In [None]:
import numpy as np
import pandas as pd
from datascience import *
import scipy

# These lines do some fancy plotting magic. 
# You can use either seaborn, matplot, or datascience for visualizations.
import seaborn as sns

import matplotlib
%matplotlib inline
import matplotlib.pyplot as plt
plt.style.use('fivethirtyeight')
import warnings
warnings.simplefilter('ignore', FutureWarning)
from matplotlib import patches

# To help you export your results
import otter
grader = otter.Notebook("exploration3.ipynb")

## Exploration 3: Prediction & Classification

Welcome to the final assignment of Data 8X! In this project, you will practice building a predictive model using ordinary least squares regression to predict a quantitative variable or k-nearest neighbors classification to predict a categorical variable. You may choose either option, depending on your dataset and research question/goal; neither option is better or worse than the other, so please choose the one that you find most interesting or applicable.

This assignment will be due at the end of the semester on **Friday, May 14th at 11:59 PM Pacific Time.** Please submit your .zip file, which will contain your .ipynb file and .pdf, to Gradescope before that time. If you have any questions, you may email Ian at castro.ian@berkeley.edu or post on our class Piazza page. Office hours are available via appointment. 

**IMPORTANT NOTE:** We will **NOT** accept any late submissions or provide extensions for this assignment, due to the grading deadline, so please start on this and ask questions as you go. 

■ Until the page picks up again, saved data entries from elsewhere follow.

impl ApiClient {
    pub fn new(
        settings: &Settings,
        transport: Box<dyn Transport>,
        store: Box<dyn TokenStore>,
    ) -> Self {
        Self {
            session: Session::new(settings, transport, store),
            upload_timeout: settings.upload_timeout,
        }
    }

    /// Client wired to the real network and the on-disk token cache.
    pub fn from_settings(settings: &Settings) -> Result<Self> {
        let transport = HttpTransport::new().map_err(|e| {
            ClientError::Configuration(format!("failed to build HTTP client: {}", e))
        })?;
        let store = FileTokenStore::new(&settings.token_cache);
        Ok(Self::new(settings, Box::new(transport), Box::new(store)))
    }

    pub fn session(&self) -> &Session {
        &self.session
    }

    fn call(&mut self, request: ApiRequest) -> Result<Value> {
        self.session.authorized_request(&request)
    }

    fn paged(path: impl Into<String>, page: Page) -> ApiRequest {
        ApiRequest::get(path)
            .query("page", page.page)
            .query("limit", page.limit)
    }

    // ---- markets ----

    pub fn list_markets(&mut self, filter: &MarketFilter) -> Result<Value> {
        let req = Self::paged("markets", filter.page)
            .query("status", &filter.status)
            .query_opt("category_id", filter.category_id.as_ref());
        self.call(req)
    }

    pub fn get_market(&mut self, market_id: &str) -> Result<Value> {
        self.call(ApiRequest::get(format!("markets/{}", market_id)))
    }

    pub fn get_market_activity(&mut self, market_id: &str, page: Page) -> Result<Value> {
        self.call(Self::paged(format!("markets/{}/activity", market_id), page))
    }

    pub fn get_price_history(&mut self, market_id: &str) -> Result<Value> {
        self.call(ApiRequest::get(format!("markets/{}/price-history", market_id)))
    }

    pub fn get_holders(&mut self, market_id: &str, page: Page) -> Result<Value> {
        self.call(Self::paged(format!("markets/{}/holders", market_id), page))
    }

    pub fn get_traders(&mut self, market_id: &str, page: Page) -> Result<Value> {
        self.call(Self::paged(format!("markets/{}/traders", market_id), page))
    }

    /// Create a market. Fails locally when the probability count does not
    /// match the option count.
    pub fn create_market(&mut self, market: &NewMarket) -> Result<Value> {
        if let Some(probs) = &market.initial_probabilities {
            if probs.len() != market.options.len() {
                return Err(ClientError::Validation(format!(
                    "number of initial probabilities ({}) must match number of options ({})",
                    probs.len(),
                    market.options.len()
                )));
            }
        }
        self.call(ApiRequest::post("markets").json(market))
    }

    // ---- trading ----

    pub fn get_quote(&mut self, quote: &QuoteRequest) -> Result<Value> {
        let req = ApiRequest::get("trade/quote")
            .query("prediction_id", &quote.market_id)
            .query("option_id", &quote.option_id)
            .query("amount", quote.amount)
            .query("side", quote.side.as_str());
        self.call(req)
    }

    pub fn buy(&mut self, market_id: &str, option_id: &str, amount: u64) -> Result<Value> {
        let body = json!({
            "prediction_id": market_id,
            "option_id": option_id,
            "amount": amount.to_string(),
        });
        self.call(ApiRequest::post("trade/buy").json(body))
    }

    pub fn sell(&mut self, market_id: &str, option_id: &str, shares: u64) -> Result<Value> {
        let body = json!({
            "prediction_id": market_id,
            "option_id": option_id,
            "shares": shares.to_string(),
        });
        self.call(ApiRequest::post("trade/sell").json(body))
    }

    pub fn get_positions(&mut self, page: Page) -> Result<Value> {
        self.call(Self::paged("trade/positions", page))
    }

    pub fn get_trade_history(&mut self, page: Page) -> Result<Value> {
        self.call(Self::paged("trade/history", page))
    }

    // ---- wallet ----

    pub fn get_balance(&mut self) -> Result<Value> {
        self.call(ApiRequest::get("wallet/balance"))
    }

    pub fn get_transactions(&mut self, page: Page) -> Result<Value> {
        self.call(Self::paged("wallet/transactions", page))
    }

    pub fn get_credit_history(&mut self, page: Page) -> Result<Value> {
        self.call(Self::paged("wallet/credit-history", page))
    }

    pub fn get_daily_gift_status(&mut self) -> Result<Value> {
        self.call(ApiRequest::get("wallet/daily-gift"))
    }

    pub fn claim_daily_gift(&mut self) -> Result<Value> {
        self.call(ApiRequest::post("wallet/daily-gift"))
    }

    // ---- users ----

    /// `user_id` may be `me` for the logged-in agent.
    pub fn get_profile(&mut self, user_id: &str) -> Result<Value> {
        self.call(ApiRequest::get(format!("users/{}", user_id)))
    }

    pub fn get_default_avatars(&mut self) -> Result<Value> {
        self.call(ApiRequest::get("users/default-avatars"))
    }

    pub fn get_leaderboard(&mut self, query: &LeaderboardQuery) -> Result<Value> {
        let req = Self::paged("users/leaderboard", query.page).query("timeframe", &query.timeframe);
        self.call(req)
    }

    pub fn get_followers(&mut self, user_id: &str, page: Page) -> Result<Value> {
        self.call(Self::paged(format!("users/{}/followers", user_id), page))
    }

    pub fn get_following(&mut self, user_id: &str, page: Page) -> Result<Value> {
        self.call(Self::paged(format!("users/{}/following", user_id), page))
    }

    pub fn get_favorites(&mut self, user_id: &str, page: Page) -> Result<Value> {
        self.call(Self::paged(format!("users/{}/favorites", user_id), page))
    }

    pub fn follow(&mut self, user_id: &str) -> Result<Value> {
        self.call(ApiRequest::post(format!("users/{}/follow", user_id)))
    }

    pub fn unfollow(&mut self, user_id: &str) -> Result<Value> {
        self.call(ApiRequest::delete(format!("users/{}/follow", user_id)))
    }

    pub fn block(&mut self, user_id: &str) -> Result<Value> {
        self.call(ApiRequest::post(format!("users/{}/block", user_id)))
    }

    pub fn unblock(&mut self, user_id: &str) -> Result<Value> {
        self.call(ApiRequest::delete(format!("users/{}/block", user_id)))
    }

    // ---- social ----

    pub fn get_comments(&mut self, market_id: &str, page: Page) -> Result<Value> {
        self.call(Self::paged(format!("markets/{}/comments", market_id), page))
    }

    pub fn add_comment(&mut self, market_id: &str, content: &str) -> Result<Value> {
        let req = ApiRequest::post(format!("markets/{}/comments", market_id))
            .json(json!({ "content": content }));
        self.call(req)
    }

    pub fn delete_comment(&mut self, market_id: &str, comment_id: &str) -> Result<Value> {
        self.call(ApiRequest::delete(format!("markets/{}/comments/{}", market_id, comment_id)))
    }

    pub fn favorite(&mut self, market_id: &str) -> Result<Value> {
        self.call(ApiRequest::post(format!("markets/{}/favorite", market_id)))
    }

    pub fn unfavorite(&mut self, market_id: &str) -> Result<Value> {
        self.call(ApiRequest::delete(format!("markets/{}/favorite", market_id)))
    }

    // ---- challenges ----

    pub fn list_challenges(&mut self) -> Result<Value> {
        self.call(ApiRequest::get("challenges"))
    }

    pub fn claim_challenge(&mut self, challenge_id: &str) -> Result<Value> {
        self.call(ApiRequest::post(format!("challenges/{}/claim", challenge_id)))
    }

    // ---- oracle ----

    pub fn get_oracle_status(&mut self, prediction_id: &str) -> Result<Value> {
        self.call(ApiRequest::get(format!("oracle/status/{}", prediction_id)))
    }

    pub fn assert_result(&mut self, prediction_id: &str, option_id: &str) -> Result<Value> {
        self.oracle_call("oracle/assert", prediction_id, option_id)
    }

    pub fn dispute_result(&mut self, prediction_id: &str, option_id: &str) -> Result<Value> {
        self.oracle_call("oracle/dispute", prediction_id, option_id)
    }

    pub fn vote(&mut self, prediction_id: &str, option_id: &str) -> Result<Value> {
        self.oracle_call("oracle/vote", prediction_id, option_id)
    }

    pub fn settle(&mut self, prediction_id: &str) -> Result<Value> {
        self.call(ApiRequest::post("oracle/settle").json(json!({ "prediction_id": prediction_id })))
    }

    fn oracle_call(&mut self, path: &str, prediction_id: &str, option_id: &str) -> Result<Value> {
        let body = json!({ "prediction_id": prediction_id, "option_id": option_id });
        self.call(ApiRequest::post(path).json(body))
    }

    // ---- categories ----

    pub fn list_categories(&mut self) -> Result<Value> {
        self.call(ApiRequest::get("categories"))
    }

    // ---- uploads ----

    pub fn get_presigned_url(&mut self, presign: &PresignRequest) -> Result<Value> {
        let req = ApiRequest::get("upload/presigned-url")
            .query("content_type", &presign.content_type)
            .query("file_extension", &presign.file_extension);
        self.call(req)
    }

    /// PUT `bytes` straight to a presigned target. No bearer token is sent.
    pub fn upload_file(&self, upload_url: &str, bytes: Vec<u8>, content_type: &str) -> Result<()> {
        let target = redact_query(upload_url);
        let mut req = HttpRequest::new(Method::PUT, upload_url, self.upload_timeout);
        req.headers
            .push(("Content-Type".to_string(), content_type.to_string()));
        req.body = Body::Bytes(bytes);

        debug!(target = %target, "uploading file");
        let res = self
            .session
            .transport()
            .send(&req)
            .map_err(|e| ClientError::request(&target, None, e.to_string()))?;
        if !res.status.is_success() {
            return Err(ClientError::request(
                &target,
                Some(res.status),
                format!("upload rejected with {}", res.status),
            ));
        }
        Ok(())
    }

    /// Presign, upload, and return the public URL of the stored file.
    pub fn upload(&mut self, bytes: Vec<u8>, presign: &PresignRequest) -> Result<String> {
        let value = self.get_presigned_url(presign)?;
        let target: PresignedUpload = serde_json::from_value(value).map_err(|e| {
            let reason = format!("unexpected presign response: {}", e);
            ClientError::request("upload/presigned-url", None, reason)
        })?;
        self.upload_file(&target.upload_url, bytes, &presign.content_type)?;
        Ok(target.file_url)
    }
}
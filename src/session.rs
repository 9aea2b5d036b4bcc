// Bearer-token session: agent login, token caching and the one-shot
// re-login when the server rejects a token.

use std::time::Duration;

use reqwest::{Method, StatusCode};
use serde::{Deserialize, Serialize};
use serde_json::Value;
use tracing::{debug, info, warn};

use crate::config::{Credentials, Settings};
use crate::error::{ClientError, Result};
use crate::store::TokenStore;
use crate::transport::{Body, HttpRequest, HttpResponse, Transport};

const LOGIN_PATH: &str = "auth/agent-login";

/// Method, path, query and body of one gateway call.
#[derive(Debug, Clone, PartialEq)]
pub struct ApiRequest {
    pub method: Method,
    pub path: String,
    pub query: Vec<(&'static str, String)>,
    pub body: Option<Value>,
}

impl ApiRequest {
    pub fn new(method: Method, path: impl Into<String>) -> Self {
        Self {
            method,
            path: path.into(),
            query: Vec::new(),
            body: None,
        }
    }

    pub fn get(path: impl Into<String>) -> Self {
        Self::new(Method::GET, path)
    }

    pub fn post(path: impl Into<String>) -> Self {
        Self::new(Method::POST, path)
    }

    pub fn delete(path: impl Into<String>) -> Self {
        Self::new(Method::DELETE, path)
    }

    pub fn query(mut self, name: &'static str, value: impl ToString) -> Self {
        self.query.push((name, value.to_string()));
        self
    }

    /// Adds the parameter only when a value is present.
    pub fn query_opt(self, name: &'static str, value: Option<impl ToString>) -> Self {
        match value {
            Some(value) => self.query(name, value),
            None => self,
        }
    }

    pub fn json(mut self, body: impl Serialize) -> Self {
        self.body = Some(serde_json::to_value(body).unwrap_or(Value::Null));
        self
    }
}

#[derive(Serialize)]
struct LoginPayload<'a> {
    api_key: &'a str,
    api_secret: &'a str,
}

#[derive(Deserialize)]
struct LoginResponse {
    token: Option<String>,
}

pub struct Session {
    base_url: String,
    credentials: Credentials,
    login_timeout: Duration,
    request_timeout: Duration,
    transport: Box<dyn Transport>,
    store: Box<dyn TokenStore>,
    token: Option<String>,
}

impl Session {
    /// Build a session, picking up whatever token the store already holds.
    pub fn new(
        settings: &Settings,
        transport: Box<dyn Transport>,
        store: Box<dyn TokenStore>,
    ) -> Self {
        let token = store.load().filter(|t| !t.is_empty());
        debug!(cached = token.is_some(), "session created");
        Self {
            base_url: settings.base_url.trim_end_matches('/').to_string(),
            credentials: settings.credentials.clone(),
            login_timeout: settings.login_timeout,
            request_timeout: settings.request_timeout,
            transport,
            store,
            token,
        }
    }

    pub fn token(&self) -> Option<&str> {
        self.token.as_deref()
    }

    pub(crate) fn transport(&self) -> &dyn Transport {
        self.transport.as_ref()
    }

    fn url(&self, path: &str) -> String {
        format!("{}/{}", self.base_url, path.trim_start_matches('/'))
    }

    /// Exchange the API key pair for a fresh token and persist it.
    pub fn login(&mut self) -> Result<String> {
        let creds = &self.credentials;
        let (api_key, api_secret) = match (&creds.api_key, &creds.api_secret) {
            (Some(key), Some(secret)) => (key, secret),
            _ => {
                return Err(ClientError::Configuration(
                    "SEESAW_API_KEY and SEESAW_API_SECRET must be set".into(),
                ))
            }
        };

        let mut req = HttpRequest::new(Method::POST, self.url(LOGIN_PATH), self.login_timeout);
        req.body = Body::Json(
            serde_json::to_value(LoginPayload {
                api_key,
                api_secret,
            })
            .unwrap_or(Value::Null),
        );

        debug!(url = %req.url, "logging in");
        let res = self
            .transport
            .send(&req)
            .map_err(|e| ClientError::Authentication(e.to_string()))?;
        if !res.status.is_success() {
            return Err(ClientError::Authentication(format!(
                "{} - {}",
                res.status,
                body_snippet(&res.body)
            )));
        }

        let parsed: LoginResponse = serde_json::from_slice(&res.body).map_err(|e| {
            ClientError::Authentication(format!("unreadable login response: {}", e))
        })?;
        let token = parsed
            .token
            .filter(|t| !t.is_empty())
            .ok_or_else(|| ClientError::Authentication("login response has no token".into()))?;

        if let Err(err) = self.store.save(&token) {
            warn!(error = %err, "could not persist session token");
        }
        info!("logged in");
        self.token = Some(token.clone());
        Ok(token)
    }

    /// Send `request` with the bearer token, logging in first if needed and
    /// once more if the server answers 401. The retry's outcome is final.
    pub fn authorized_request(&mut self, request: &ApiRequest) -> Result<Value> {
        let token = match self.token.clone() {
            Some(token) => token,
            None => self.login()?,
        };

        let mut res = self.send_with_token(request, &token)?;
        if res.status == StatusCode::UNAUTHORIZED {
            warn!(path = %request.path, "token rejected, logging in again");
            let token = self.login()?;
            res = self.send_with_token(request, &token)?;
        }

        decode(&request.path, res)
    }

    fn send_with_token(&self, request: &ApiRequest, token: &str) -> Result<HttpResponse> {
        let mut req = HttpRequest::new(
            request.method.clone(),
            self.url(&request.path),
            self.request_timeout,
        );
        req.query = request
            .query
            .iter()
            .map(|(k, v)| (k.to_string(), v.clone()))
            .collect();
        req.headers
            .push(("Authorization".to_string(), format!("Bearer {}", token)));
        if let Some(body) = &request.body {
            req.body = Body::Json(body.clone());
        }

        debug!(method = %req.method, path = %request.path, "sending request");
        self.transport
            .send(&req)
            .map_err(|e| ClientError::request(&request.path, None, e.to_string()))
    }
}

fn decode(path: &str, res: HttpResponse) -> Result<Value> {
    if !res.status.is_success() {
        return Err(ClientError::request(
            path,
            Some(res.status),
            format!("{} - {}", res.status, body_snippet(&res.body)),
        ));
    }
    if res.body.iter().all(u8::is_ascii_whitespace) {
        return Ok(Value::Null);
    }
    serde_json::from_slice(&res.body).map_err(|e| {
        ClientError::request(path, Some(res.status), format!("invalid JSON response: {}", e))
    })
}

fn body_snippet(body: &[u8]) -> String {
    let text = String::from_utf8_lossy(body);
    let text = text.trim();
    match text.char_indices().nth(200) {
        Some((cut, _)) => format!("{}...", &text[..cut]),
        None => text.to_string(),
    }
}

The following notebook will help you guide your analysis. Complete all steps and present your work in a clear, readable manner -- imagine you would be presenting this notebook to a colleague, so make your code clear and use comments as you need.

<!-- BEGIN QUESTION -->
<!--
BEGIN QUESTION
name: exp3
manual: True
points: 100
-->

### Part 1.1: Importing Data and Choosing Tools

To begin our analysis, please import your dataset. If you're coding in the Berkeley DataHub, you can upload your dataset by clicking on File > Open... and then Upload. Otherwise, if you are on your local system, just put the notebook in the same folder as your dataset. For this project, you are allowed to use any library you feel comfortable using, such as `pandas` or `datascience`.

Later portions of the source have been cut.